## WHAT YOU SHOULD DO:
The answer must be a single number: how many lines in the entries below contain the word "false".
Start of DATASET ENTRIES
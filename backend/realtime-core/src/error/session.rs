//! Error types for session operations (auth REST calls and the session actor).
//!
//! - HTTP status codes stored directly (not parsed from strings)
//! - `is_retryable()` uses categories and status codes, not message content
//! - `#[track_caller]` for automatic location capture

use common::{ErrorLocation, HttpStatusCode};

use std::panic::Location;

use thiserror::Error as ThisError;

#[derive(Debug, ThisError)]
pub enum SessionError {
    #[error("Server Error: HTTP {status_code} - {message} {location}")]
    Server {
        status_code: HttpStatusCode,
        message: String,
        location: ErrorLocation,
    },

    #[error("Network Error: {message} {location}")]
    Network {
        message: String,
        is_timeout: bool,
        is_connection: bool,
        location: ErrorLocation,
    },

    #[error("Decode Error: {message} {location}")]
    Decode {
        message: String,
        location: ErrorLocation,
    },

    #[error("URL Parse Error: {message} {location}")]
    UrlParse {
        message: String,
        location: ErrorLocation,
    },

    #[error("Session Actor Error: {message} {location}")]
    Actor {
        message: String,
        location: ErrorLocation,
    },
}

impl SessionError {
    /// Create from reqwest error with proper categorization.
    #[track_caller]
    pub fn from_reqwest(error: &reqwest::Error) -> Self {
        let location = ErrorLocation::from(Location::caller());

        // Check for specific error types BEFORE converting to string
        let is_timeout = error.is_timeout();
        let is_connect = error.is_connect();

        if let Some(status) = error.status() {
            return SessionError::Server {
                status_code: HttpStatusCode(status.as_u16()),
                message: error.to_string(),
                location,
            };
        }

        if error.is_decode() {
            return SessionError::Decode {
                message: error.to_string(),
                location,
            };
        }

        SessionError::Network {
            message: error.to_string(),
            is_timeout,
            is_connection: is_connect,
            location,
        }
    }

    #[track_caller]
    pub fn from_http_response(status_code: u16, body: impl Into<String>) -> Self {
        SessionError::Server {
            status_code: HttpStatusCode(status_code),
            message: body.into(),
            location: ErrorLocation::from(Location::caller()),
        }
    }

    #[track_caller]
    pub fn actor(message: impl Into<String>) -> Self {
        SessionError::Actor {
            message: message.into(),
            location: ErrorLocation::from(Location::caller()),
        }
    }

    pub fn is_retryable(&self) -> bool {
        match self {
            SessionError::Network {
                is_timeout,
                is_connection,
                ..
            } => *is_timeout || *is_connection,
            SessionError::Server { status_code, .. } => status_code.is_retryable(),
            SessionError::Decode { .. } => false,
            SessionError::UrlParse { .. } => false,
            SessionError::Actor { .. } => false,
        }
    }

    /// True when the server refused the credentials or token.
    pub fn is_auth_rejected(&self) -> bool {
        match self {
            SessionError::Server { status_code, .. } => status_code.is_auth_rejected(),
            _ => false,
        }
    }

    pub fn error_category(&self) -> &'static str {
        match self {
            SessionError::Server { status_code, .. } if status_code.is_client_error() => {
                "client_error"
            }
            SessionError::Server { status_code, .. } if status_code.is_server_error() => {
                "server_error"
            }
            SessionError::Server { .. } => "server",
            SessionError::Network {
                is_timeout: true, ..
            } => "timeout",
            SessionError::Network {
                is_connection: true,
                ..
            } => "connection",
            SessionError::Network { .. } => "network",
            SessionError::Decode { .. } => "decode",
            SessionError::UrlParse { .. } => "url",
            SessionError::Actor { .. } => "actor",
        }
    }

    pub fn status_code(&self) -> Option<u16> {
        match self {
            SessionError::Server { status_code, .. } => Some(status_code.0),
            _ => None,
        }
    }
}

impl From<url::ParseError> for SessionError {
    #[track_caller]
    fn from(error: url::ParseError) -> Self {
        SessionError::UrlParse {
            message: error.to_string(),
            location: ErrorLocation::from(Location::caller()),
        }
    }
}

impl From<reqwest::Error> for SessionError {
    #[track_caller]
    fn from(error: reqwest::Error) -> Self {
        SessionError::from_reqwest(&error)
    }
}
End of DATASET ENTRIES
## TASK OUTPUT:
4